▶ **INSTRUCTIONS FOR THE TASK**
Please state how many lines in the records below contain the word "HoldOnly", giving only the number.

▶ **RECORDS FOR THE TASK**

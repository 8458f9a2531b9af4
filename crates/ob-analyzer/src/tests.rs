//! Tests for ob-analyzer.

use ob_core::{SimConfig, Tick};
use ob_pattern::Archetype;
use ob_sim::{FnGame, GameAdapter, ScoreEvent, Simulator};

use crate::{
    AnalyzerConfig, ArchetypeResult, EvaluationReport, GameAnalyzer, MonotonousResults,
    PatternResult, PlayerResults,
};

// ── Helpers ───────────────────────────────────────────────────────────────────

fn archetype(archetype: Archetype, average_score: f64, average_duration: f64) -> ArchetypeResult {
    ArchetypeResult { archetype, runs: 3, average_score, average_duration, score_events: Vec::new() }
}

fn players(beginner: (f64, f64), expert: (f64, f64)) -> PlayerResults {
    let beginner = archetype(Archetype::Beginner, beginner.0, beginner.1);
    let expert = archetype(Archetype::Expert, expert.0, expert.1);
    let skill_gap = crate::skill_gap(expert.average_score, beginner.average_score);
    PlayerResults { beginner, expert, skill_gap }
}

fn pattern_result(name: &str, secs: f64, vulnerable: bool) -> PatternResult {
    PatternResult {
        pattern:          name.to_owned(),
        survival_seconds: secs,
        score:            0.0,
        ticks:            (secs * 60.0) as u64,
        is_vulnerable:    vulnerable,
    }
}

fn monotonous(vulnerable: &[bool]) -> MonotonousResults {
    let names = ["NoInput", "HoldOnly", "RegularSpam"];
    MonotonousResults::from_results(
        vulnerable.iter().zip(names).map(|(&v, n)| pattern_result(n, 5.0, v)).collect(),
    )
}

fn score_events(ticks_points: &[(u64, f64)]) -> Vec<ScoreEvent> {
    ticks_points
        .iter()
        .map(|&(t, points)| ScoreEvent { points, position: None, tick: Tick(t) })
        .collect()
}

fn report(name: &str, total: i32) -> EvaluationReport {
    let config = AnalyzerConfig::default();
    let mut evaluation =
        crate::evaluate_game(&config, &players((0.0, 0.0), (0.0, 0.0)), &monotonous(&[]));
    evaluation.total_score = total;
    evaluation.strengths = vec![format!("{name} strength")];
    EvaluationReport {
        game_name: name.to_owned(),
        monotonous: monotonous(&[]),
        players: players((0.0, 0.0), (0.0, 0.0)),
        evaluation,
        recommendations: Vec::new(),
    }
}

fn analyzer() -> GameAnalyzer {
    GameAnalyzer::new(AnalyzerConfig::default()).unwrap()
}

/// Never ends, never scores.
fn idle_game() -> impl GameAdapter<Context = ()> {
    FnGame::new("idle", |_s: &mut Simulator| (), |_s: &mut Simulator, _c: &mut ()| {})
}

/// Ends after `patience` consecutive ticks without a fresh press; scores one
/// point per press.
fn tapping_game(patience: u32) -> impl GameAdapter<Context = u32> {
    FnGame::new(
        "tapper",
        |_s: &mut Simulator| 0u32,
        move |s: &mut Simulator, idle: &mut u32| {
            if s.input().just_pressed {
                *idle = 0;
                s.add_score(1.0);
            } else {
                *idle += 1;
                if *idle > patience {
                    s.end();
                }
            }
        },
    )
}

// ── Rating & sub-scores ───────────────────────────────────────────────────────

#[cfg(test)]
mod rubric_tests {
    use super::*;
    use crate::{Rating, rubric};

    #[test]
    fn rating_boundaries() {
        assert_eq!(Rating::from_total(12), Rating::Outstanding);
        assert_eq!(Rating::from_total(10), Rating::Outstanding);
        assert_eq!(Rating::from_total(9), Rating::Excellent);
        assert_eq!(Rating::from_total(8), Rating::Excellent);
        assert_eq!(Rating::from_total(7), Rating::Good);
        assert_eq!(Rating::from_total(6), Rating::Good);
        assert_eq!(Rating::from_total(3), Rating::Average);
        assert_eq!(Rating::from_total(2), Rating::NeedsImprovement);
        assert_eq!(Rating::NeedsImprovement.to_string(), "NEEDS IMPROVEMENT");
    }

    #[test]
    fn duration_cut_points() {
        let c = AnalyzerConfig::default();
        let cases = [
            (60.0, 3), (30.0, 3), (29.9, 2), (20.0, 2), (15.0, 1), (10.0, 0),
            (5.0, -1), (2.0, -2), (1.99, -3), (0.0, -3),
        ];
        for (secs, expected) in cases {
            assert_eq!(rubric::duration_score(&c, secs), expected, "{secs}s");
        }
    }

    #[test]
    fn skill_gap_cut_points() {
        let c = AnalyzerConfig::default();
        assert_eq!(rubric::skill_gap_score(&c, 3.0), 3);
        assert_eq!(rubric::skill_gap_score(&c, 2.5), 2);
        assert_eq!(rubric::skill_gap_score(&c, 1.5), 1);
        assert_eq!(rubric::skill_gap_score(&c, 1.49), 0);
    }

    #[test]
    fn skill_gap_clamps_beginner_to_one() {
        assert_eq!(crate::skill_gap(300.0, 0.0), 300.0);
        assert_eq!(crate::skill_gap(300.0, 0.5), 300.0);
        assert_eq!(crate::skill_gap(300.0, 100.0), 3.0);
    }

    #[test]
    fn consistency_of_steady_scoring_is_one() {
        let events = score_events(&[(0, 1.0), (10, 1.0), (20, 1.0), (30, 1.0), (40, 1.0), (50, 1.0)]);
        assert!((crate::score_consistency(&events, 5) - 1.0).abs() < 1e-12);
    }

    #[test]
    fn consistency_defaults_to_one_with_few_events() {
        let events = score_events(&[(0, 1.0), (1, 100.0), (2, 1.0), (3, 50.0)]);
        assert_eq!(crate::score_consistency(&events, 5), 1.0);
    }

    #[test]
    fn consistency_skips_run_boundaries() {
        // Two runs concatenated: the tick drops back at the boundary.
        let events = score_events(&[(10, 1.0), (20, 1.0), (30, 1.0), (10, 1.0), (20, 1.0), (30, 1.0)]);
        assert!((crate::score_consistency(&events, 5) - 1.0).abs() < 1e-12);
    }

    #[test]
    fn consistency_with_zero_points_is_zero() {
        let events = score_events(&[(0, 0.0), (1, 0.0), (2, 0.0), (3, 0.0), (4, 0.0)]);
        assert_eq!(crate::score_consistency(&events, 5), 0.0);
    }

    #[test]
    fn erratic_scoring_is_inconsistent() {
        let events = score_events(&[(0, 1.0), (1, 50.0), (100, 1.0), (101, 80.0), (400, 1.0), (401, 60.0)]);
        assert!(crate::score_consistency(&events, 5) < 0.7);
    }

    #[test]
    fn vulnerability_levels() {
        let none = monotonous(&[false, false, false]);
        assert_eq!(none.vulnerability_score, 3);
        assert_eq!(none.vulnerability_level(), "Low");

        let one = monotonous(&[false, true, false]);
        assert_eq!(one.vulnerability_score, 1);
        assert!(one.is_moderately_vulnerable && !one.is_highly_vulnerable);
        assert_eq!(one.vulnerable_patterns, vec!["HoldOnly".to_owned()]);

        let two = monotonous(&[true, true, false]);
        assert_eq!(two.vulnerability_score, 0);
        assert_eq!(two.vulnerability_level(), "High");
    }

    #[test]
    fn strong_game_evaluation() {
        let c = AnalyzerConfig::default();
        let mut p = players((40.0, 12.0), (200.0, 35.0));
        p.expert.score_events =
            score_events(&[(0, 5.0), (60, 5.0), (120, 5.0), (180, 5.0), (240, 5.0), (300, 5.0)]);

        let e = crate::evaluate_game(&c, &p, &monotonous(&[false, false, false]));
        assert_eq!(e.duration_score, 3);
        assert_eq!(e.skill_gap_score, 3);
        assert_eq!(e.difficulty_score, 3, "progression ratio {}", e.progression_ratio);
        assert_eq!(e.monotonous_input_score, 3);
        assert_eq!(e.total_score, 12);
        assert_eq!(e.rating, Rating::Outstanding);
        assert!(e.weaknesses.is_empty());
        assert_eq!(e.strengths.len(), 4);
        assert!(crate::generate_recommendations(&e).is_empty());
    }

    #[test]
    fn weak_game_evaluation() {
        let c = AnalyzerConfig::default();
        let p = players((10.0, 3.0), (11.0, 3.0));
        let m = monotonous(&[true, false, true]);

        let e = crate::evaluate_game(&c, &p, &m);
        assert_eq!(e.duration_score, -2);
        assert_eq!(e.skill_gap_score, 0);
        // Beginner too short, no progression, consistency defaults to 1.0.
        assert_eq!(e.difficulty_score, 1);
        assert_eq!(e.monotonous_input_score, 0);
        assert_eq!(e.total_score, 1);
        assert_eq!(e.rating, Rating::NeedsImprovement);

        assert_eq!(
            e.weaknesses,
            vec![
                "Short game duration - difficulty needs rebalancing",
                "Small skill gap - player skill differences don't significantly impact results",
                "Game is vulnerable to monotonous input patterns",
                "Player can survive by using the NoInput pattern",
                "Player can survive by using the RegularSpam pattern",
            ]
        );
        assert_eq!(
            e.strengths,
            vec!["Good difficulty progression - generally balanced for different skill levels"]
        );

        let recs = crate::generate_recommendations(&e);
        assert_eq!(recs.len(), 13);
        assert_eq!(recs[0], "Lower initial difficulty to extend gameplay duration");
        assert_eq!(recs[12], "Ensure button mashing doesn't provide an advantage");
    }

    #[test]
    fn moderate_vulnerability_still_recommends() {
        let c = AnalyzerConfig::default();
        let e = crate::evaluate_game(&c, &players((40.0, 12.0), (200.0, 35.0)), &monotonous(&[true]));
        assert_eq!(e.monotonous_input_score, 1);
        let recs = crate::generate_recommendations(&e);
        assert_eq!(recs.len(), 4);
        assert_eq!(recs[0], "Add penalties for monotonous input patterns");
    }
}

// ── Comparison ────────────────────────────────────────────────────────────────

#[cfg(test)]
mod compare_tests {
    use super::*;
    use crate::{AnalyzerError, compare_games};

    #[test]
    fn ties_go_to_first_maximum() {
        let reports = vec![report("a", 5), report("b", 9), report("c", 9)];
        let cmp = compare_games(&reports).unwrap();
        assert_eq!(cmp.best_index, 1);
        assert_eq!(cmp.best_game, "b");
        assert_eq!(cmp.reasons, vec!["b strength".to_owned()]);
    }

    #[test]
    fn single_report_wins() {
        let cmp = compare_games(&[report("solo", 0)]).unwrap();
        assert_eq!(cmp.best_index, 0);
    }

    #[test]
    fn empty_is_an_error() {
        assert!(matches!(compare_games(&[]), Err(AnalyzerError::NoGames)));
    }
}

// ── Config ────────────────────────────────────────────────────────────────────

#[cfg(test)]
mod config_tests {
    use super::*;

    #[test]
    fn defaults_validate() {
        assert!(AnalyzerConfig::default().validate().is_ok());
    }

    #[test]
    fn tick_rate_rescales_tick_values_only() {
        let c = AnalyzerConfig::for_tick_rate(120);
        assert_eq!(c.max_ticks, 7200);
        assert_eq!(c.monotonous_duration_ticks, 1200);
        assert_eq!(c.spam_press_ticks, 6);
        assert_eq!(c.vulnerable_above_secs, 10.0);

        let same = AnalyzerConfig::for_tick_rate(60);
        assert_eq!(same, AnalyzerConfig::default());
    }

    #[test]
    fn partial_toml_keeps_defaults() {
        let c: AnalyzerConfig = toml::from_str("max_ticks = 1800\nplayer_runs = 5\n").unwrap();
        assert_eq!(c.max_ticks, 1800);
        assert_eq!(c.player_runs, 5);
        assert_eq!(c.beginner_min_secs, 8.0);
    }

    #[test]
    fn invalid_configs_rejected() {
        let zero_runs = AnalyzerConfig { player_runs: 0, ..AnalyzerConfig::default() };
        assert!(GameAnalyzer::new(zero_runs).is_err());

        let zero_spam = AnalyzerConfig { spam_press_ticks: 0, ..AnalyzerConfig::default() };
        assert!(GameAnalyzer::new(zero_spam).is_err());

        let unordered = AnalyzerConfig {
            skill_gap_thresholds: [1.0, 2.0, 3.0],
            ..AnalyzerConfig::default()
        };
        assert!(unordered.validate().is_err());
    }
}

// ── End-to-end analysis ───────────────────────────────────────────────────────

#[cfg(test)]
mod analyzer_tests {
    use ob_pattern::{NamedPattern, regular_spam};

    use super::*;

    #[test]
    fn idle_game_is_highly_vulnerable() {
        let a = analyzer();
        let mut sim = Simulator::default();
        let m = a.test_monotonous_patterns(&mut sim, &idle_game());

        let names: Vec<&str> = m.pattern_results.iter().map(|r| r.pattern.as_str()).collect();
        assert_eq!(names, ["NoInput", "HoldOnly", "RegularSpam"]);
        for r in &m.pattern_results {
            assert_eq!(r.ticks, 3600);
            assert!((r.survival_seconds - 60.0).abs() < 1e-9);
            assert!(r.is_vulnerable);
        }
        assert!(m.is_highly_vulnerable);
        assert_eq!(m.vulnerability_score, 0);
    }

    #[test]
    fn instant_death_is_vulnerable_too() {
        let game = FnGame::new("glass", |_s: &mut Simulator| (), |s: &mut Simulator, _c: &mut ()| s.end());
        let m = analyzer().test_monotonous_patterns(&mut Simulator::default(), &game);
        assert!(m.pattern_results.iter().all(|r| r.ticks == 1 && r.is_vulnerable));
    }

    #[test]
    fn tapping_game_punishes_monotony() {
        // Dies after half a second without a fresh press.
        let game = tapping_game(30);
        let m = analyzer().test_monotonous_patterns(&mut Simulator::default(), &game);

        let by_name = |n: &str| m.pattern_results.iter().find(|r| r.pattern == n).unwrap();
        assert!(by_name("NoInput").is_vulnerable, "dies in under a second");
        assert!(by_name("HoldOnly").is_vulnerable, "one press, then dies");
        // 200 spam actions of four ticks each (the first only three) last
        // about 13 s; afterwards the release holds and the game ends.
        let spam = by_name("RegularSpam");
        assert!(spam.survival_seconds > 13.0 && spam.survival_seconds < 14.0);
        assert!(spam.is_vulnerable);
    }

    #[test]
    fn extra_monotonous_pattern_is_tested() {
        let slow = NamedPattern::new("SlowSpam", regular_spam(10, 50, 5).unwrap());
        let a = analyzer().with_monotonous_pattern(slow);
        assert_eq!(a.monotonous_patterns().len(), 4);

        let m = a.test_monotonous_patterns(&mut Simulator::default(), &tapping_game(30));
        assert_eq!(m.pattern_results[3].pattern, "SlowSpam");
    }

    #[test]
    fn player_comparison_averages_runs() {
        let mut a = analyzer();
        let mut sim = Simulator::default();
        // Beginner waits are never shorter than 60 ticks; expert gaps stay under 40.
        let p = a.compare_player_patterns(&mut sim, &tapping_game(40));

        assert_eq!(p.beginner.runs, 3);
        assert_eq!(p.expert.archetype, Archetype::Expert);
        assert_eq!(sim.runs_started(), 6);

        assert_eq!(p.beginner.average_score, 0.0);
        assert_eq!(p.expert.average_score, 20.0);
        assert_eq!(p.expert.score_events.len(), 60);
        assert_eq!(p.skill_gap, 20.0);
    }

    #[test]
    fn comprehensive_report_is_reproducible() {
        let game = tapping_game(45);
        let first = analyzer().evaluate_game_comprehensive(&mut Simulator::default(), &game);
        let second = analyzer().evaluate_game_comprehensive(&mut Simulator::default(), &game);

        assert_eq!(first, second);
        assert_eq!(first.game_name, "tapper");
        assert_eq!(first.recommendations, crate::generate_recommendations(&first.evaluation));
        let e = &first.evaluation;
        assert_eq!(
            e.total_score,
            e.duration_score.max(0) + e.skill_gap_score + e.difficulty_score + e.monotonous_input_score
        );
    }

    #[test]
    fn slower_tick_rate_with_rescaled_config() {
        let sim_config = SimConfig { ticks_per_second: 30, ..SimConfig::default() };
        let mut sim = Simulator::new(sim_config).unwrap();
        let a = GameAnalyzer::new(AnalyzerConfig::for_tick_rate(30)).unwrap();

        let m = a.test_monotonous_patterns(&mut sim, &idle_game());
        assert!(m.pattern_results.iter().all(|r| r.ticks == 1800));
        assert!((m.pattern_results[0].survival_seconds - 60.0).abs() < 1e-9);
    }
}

...

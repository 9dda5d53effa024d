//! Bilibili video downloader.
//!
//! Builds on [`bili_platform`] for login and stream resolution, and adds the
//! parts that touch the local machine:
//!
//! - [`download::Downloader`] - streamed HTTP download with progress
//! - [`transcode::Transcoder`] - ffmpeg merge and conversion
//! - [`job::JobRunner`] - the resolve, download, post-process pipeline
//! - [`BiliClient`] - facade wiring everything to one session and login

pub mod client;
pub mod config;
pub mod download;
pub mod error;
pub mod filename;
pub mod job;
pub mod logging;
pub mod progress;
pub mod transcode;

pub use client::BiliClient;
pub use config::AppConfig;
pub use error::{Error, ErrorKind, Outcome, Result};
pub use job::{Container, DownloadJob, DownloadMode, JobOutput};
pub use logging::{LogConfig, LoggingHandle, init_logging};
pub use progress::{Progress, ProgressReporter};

▶ **ANSWER SECTION**
4